Scientific classification
- Kingdom: Animalia
- Phylum: Chordata
- Class: Aves
- Order: Pelecaniformes
- Family: Pelecanidae
- Genus: Pelecanus
- Species: P. tirarensis
- Binomial name: Pelecanus tirarensis Miller, 1966

= Pelecanus tirarensis =

- Genus: Pelecanus
- Species: tirarensis
- Authority: Miller, 1966

Extinct species of bird

Pelecanus tirarensis is an extinct species of pelican from Late Oligocene to Middle Miocene deposits in north-eastern South Australia. It was described in 1966 by Alden H. Miller from fossil material discovered in the Lake Eyre Basin.

==History and naming==
Pelecanus tirarensis was first described by Alden H. Miller in 1966 alongside a variety of pelican fossils from Australia. It was named from the distal end of the right tarsometatarsus, which was collected from Turtle Quarry of the Etadunna Formation, in the Lake Eyre Basin of north-eastern South Australia. The quarry has also produced fossils of fish, turtles and birds. In 1981, Patricia Vickers-Rich and Gerard Frederick van Tets referred four additional tarsometatarsi from the Etadunna, Namba and Wipajiri formations to the species.

==Description==
P. tirarensis differs from any modern pelican through the medial surface of the second trochlea having a long depression on its back margin. The depression and ligamental pit are separated from each other by a ridge that runs horizontally along the trochlea.
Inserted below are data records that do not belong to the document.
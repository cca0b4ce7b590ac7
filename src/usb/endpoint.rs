use core::cell::RefCell;
use core::future::poll_fn;
use core::ptr::NonNull;
use core::task::Poll;

use critical_section::Mutex;
use embassy_sync::blocking_mutex::raw::CriticalSectionRawMutex;
use embassy_sync::mutex::Mutex as AsyncMutex;
use embassy_sync::waitqueue::AtomicWaker;
use embassy_time::{with_timeout, Duration, Instant};
use embassy_usb_driver::{Direction, EndpointAddress, EndpointInfo, EndpointType};

use super::Bus;

/// Bytes per buffer half for an endpoint.
pub(super) fn buffer_size(info: &EndpointInfo) -> Option<usize> {
    let mps = info.max_packet_size as usize;
    match (info.ep_type, info.addr.direction()) {
        // enough to fill a full speed frame
        (EndpointType::Bulk, Direction::In) if mps == 64 => Some(mps * 19),
        (EndpointType::Bulk, _) => Some(mps * 4),
        // one transaction per frame
        (EndpointType::Interrupt | EndpointType::Isochronous, _) => Some(mps),
        (EndpointType::Control, _) => None,
    }
}

#[derive(Default)]
struct InBuffers {
    base: Option<NonNull<u8>>,
    size: usize,
    /// Bytes handed to the hardware, per half.
    tx: [usize; 2],
    /// Bytes filled, per half.
    used: [usize; 2],
    /// Half bound to the hardware.
    bound: Option<usize>,
    /// Half the next write goes to.
    fill: usize,
    /// Completed transfers, for writers waiting on a free half.
    completions: u32,
}

impl InBuffers {
    fn half(&self, base: NonNull<u8>, half: usize) -> *mut u8 {
        base.as_ptr().wrapping_add(half * self.size)
    }
}

pub(super) struct InEndpointState {
    buffers: Mutex<RefCell<InBuffers>>,
    lock: AsyncMutex<CriticalSectionRawMutex, ()>,
    waker: AtomicWaker,
}

// Buffers are only touched in critical sections.
unsafe impl Send for InBuffers {}

impl InEndpointState {
    pub(super) const fn new() -> Self {
        Self {
            buffers: Mutex::new(RefCell::new(InBuffers {
                base: None,
                size: 0,
                tx: [0; 2],
                used: [0; 2],
                bound: None,
                fill: 0,
                completions: 0,
            })),
            lock: AsyncMutex::new(()),
            waker: AtomicWaker::new(),
        }
    }

    /// Attach `size` bytes per half at `base`, or detach with `None`.
    pub(super) fn configure(&self, base: Option<NonNull<u8>>, size: usize) {
        critical_section::with(|cs| {
            *self.buffers.borrow_ref_mut(cs) = InBuffers {
                base,
                size: if base.is_some() { size } else { 0 },
                ..Default::default()
            }
        });
        self.waker.wake();
    }

    /// The hardware dropped whatever it was sending.
    pub(super) fn reset(&self) {
        self.configure(None, 0)
    }

    /// Half currently bound to the hardware.
    pub(super) fn bound(&self) -> Option<usize> {
        critical_section::with(|cs| self.buffers.borrow_ref(cs).bound)
    }

    /// Transfer complete interrupt.
    pub(super) fn transfer_complete<B: Bus>(&self, bus: &B, addr: EndpointAddress) {
        critical_section::with(|cs| {
            let mut b = self.buffers.borrow_ref_mut(cs);
            let Some(base) = b.base else {
                return;
            };

            if let Some(half) = b.bound {
                if b.tx[half] != 0 {
                    b.used[half] = 0;
                    b.tx[half] = 0;
                    b.completions = b.completions.wrapping_add(1);
                }
            }

            // continue with the other half, if it has anything
            let next = match b.bound {
                Some(half) => half ^ 1,
                None => b.fill,
            };
            if b.used[next] != 0 {
                b.tx[next] = b.used[next];
                b.bound = Some(next);
                bus.transmit(addr.index(), b.half(base, next), b.used[next]);
            } else {
                b.bound = None;
            }
        });
        self.waker.wake();
    }
}

pub(super) struct OutEndpointState {
    buffers: Mutex<RefCell<OutBuffers>>,
    waker: AtomicWaker,
}

#[derive(Default)]
struct OutBuffers {
    base: Option<NonNull<u8>>,
    size: usize,
    /// Bytes received, per half.
    used: [usize; 2],
    /// Half receiving, `None` while both are full.
    bound: Option<usize>,
    /// Read cursor, half and offset.
    rx: (usize, usize),
}

unsafe impl Send for OutBuffers {}

impl OutBuffers {
    fn half(&self, base: NonNull<u8>, half: usize) -> *mut u8 {
        base.as_ptr().wrapping_add(half * self.size)
    }
}

impl OutEndpointState {
    pub(super) const fn new() -> Self {
        Self {
            buffers: Mutex::new(RefCell::new(OutBuffers {
                base: None,
                size: 0,
                used: [0; 2],
                bound: None,
                rx: (0, 0),
            })),
            waker: AtomicWaker::new(),
        }
    }

    /// Attach buffers and start receiving into the first half.
    pub(super) fn configure<B: Bus>(&self, bus: &B, addr: EndpointAddress, base: Option<NonNull<u8>>, size: usize) {
        critical_section::with(|cs| {
            let mut b = self.buffers.borrow_ref_mut(cs);
            *b = OutBuffers {
                base,
                size: if base.is_some() { size } else { 0 },
                ..Default::default()
            };
            if let Some(base) = base {
                b.bound = Some(0);
                bus.receive(addr.index(), b.half(base, 0), size);
            }
        });
        self.waker.wake();
    }

    pub(super) fn reset(&self) {
        critical_section::with(|cs| *self.buffers.borrow_ref_mut(cs) = OutBuffers::default());
        self.waker.wake();
    }

    /// Transfer complete interrupt.
    pub(super) fn transfer_complete<B: Bus>(&self, bus: &B, addr: EndpointAddress) {
        critical_section::with(|cs| {
            let mut b = self.buffers.borrow_ref_mut(cs);
            let (Some(base), Some(half)) = (b.base, b.bound) else {
                return;
            };

            let received = b.size.saturating_sub(bus.remaining(addr.index()));
            let mut next = half;
            if received != 0 {
                b.used[half] = received;
                next = half ^ 1;
            }

            if b.used[next] != 0 {
                // both halves full, wait for the reader
                b.bound = None;
            } else {
                b.bound = Some(next);
                bus.receive(addr.index(), b.half(base, next), b.size);
            }
        });
        self.waker.wake();
    }
}

/// Double buffered IN endpoint.
///
/// Writes are serialized. Data is copied into whichever half is not bound to the hardware and
/// transmission continues from the other half on completion.
pub struct DeviceInEndpoint<'a, B: Bus> {
    pub(super) bus: &'a B,
    pub(super) addr: EndpointAddress,
    pub(super) state: &'a InEndpointState,
}

enum Step {
    Copied(usize),
    Wait(u32),
    Inactive,
}

impl<'a, B: Bus> DeviceInEndpoint<'a, B> {
    pub fn address(&self) -> EndpointAddress {
        self.addr
    }

    pub fn is_configured(&self) -> bool {
        critical_section::with(|cs| self.state.buffers.borrow_ref(cs).base.is_some())
    }

    /// Queue `data` for transmission.
    ///
    /// Returns the number of bytes queued, short when `timeout` elapsed while both halves were
    /// busy or the endpoint is not configured.
    pub async fn write(&self, data: &[u8], timeout: Duration) -> usize {
        let deadline = Instant::now() + timeout;
        let Ok(_guard) = with_timeout(timeout, self.state.lock.lock()).await else {
            return 0;
        };

        let mut sent = 0;
        while sent < data.len() {
            match self.fill(&data[sent..]) {
                Step::Copied(n) => sent += n,
                Step::Inactive => break,
                Step::Wait(completions) => {
                    let left = deadline.saturating_duration_since(Instant::now());
                    if with_timeout(left, self.completion_after(completions)).await.is_err() {
                        break;
                    }
                }
            }
        }
        sent
    }

    fn fill(&self, data: &[u8]) -> Step {
        critical_section::with(|cs| {
            let mut b = self.state.buffers.borrow_ref_mut(cs);
            let Some(base) = b.base else {
                return Step::Inactive;
            };

            let mut half = b.fill;
            let mut used = b.used[half];
            if used != 0 && b.tx[half] != 0 {
                // the fill half went out already
                if b.used[half ^ 1] != 0 {
                    return Step::Wait(b.completions);
                }
                half ^= 1;
                b.fill = half;
                used = 0;
            }
            if used == 0 {
                b.tx[half] = 0;
            }

            let free = b.size - used;
            let block = data.len().min(free);
            unsafe { core::ptr::copy_nonoverlapping(data.as_ptr(), b.half(base, half).add(used), block) };
            b.used[half] = used + block;

            if b.bound.is_none() {
                b.bound = Some(half);
                b.tx[half] = b.used[half];
                self.bus.transmit(self.addr.index(), b.half(base, half), b.used[half]);
            }
            if block == free {
                b.fill = half ^ 1;
            }
            Step::Copied(block)
        })
    }

    async fn completion_after(&self, completions: u32) {
        poll_fn(|cx| {
            self.state.waker.register(cx.waker());
            let b = critical_section::with(|cs| {
                let b = self.state.buffers.borrow_ref(cs);
                (b.completions, b.base.is_some())
            });
            match b {
                (c, true) if c == completions => Poll::Pending,
                _ => Poll::Ready(()),
            }
        })
        .await
    }
}

/// Double buffered OUT endpoint.
pub struct DeviceOutEndpoint<'a, B: Bus> {
    pub(super) bus: &'a B,
    pub(super) addr: EndpointAddress,
    pub(super) state: &'a OutEndpointState,
}

impl<'a, B: Bus> DeviceOutEndpoint<'a, B> {
    pub fn address(&self) -> EndpointAddress {
        self.addr
    }

    pub fn is_configured(&self) -> bool {
        critical_section::with(|cs| self.state.buffers.borrow_ref(cs).base.is_some())
    }

    fn has_data(&self) -> bool {
        critical_section::with(|cs| {
            let b = self.state.buffers.borrow_ref(cs);
            b.used.iter().any(|&u| u != 0)
        })
    }

    /// Copy out received data, waiting up to `timeout` for the first byte.
    pub async fn read(&self, buf: &mut [u8], timeout: Duration) -> usize {
        let ready = poll_fn(|cx| {
            self.state.waker.register(cx.waker());
            if self.has_data() {
                Poll::Ready(())
            } else {
                Poll::Pending
            }
        });
        if with_timeout(timeout, ready).await.is_err() {
            return 0;
        }

        critical_section::with(|cs| {
            let mut b = self.state.buffers.borrow_ref_mut(cs);
            let Some(base) = b.base else {
                return 0;
            };

            let mut read = 0;
            while read < buf.len() {
                let (half, offset) = b.rx;
                let used = b.used[half];
                if used == 0 {
                    break;
                }
                let avail = used - offset;
                let n = avail.min(buf.len() - read);
                unsafe { core::ptr::copy_nonoverlapping(b.half(base, half).add(offset), buf[read..].as_mut_ptr(), n) };
                read += n;

                if n < avail {
                    b.rx = (half, offset + n);
                    break;
                }

                // half drained, hand it back to the hardware if it was waiting
                b.rx = (half ^ 1, 0);
                b.used[half] = 0;
                if b.bound.is_none() {
                    b.bound = Some(half);
                    self.bus.receive(self.addr.index(), b.half(base, half), b.size);
                }
            }
            read
        })
    }
}

#[cfg(test)]
mod tests {
    use super::*;

    fn info(ep_type: EndpointType, dir: Direction, mps: u16) -> EndpointInfo {
        EndpointInfo {
            addr: EndpointAddress::from_parts(1, dir),
            ep_type,
            max_packet_size: mps,
            interval_ms: 0,
        }
    }

    #[test]
    fn buffer_sizes_follow_the_transfer_type() {
        assert_eq!(buffer_size(&info(EndpointType::Bulk, Direction::In, 64)), Some(64 * 19));
        assert_eq!(buffer_size(&info(EndpointType::Bulk, Direction::In, 32)), Some(32 * 4));
        assert_eq!(buffer_size(&info(EndpointType::Bulk, Direction::Out, 64)), Some(256));
        assert_eq!(buffer_size(&info(EndpointType::Interrupt, Direction::In, 8)), Some(8));
        assert_eq!(buffer_size(&info(EndpointType::Isochronous, Direction::Out, 192)), Some(192));
        assert_eq!(buffer_size(&info(EndpointType::Control, Direction::Out, 64)), None);
    }
}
The front margin of the trochlea is more narrow than the back margin when viewed from the back. Unlike the modern brown pelican and American white pelican, the second trochlea extends further away from the main body of the tarsometatarsus than the fourth trochlea. Miller (1966) suggested that P. tirarensis further differed from modern pelicans by the size of the ligamental pit on the second trochlea. However, Rich and van Tets (1981) noted that the feature was too variable to be considered a diagnostic characteristic.

==Paleobiology==
Remains of P. tirarensis are known from three geological formations in the Lake Eyre Basin; the older Etadunna and Namba formations and the younger Wipajiri Formation. Both the Etadunna and Namba formations date to the Late Oligocene and represent a fluvio-lacustrine (associated with rivers and lakes) environment. The Wipajiri Formation, however, is thought to be Middle Miocene in age, with its sediments deposited in a stream channel. The foot of P. tirarensis, which supported stronger ligaments, may indicate a greater strength in grasping and bracing.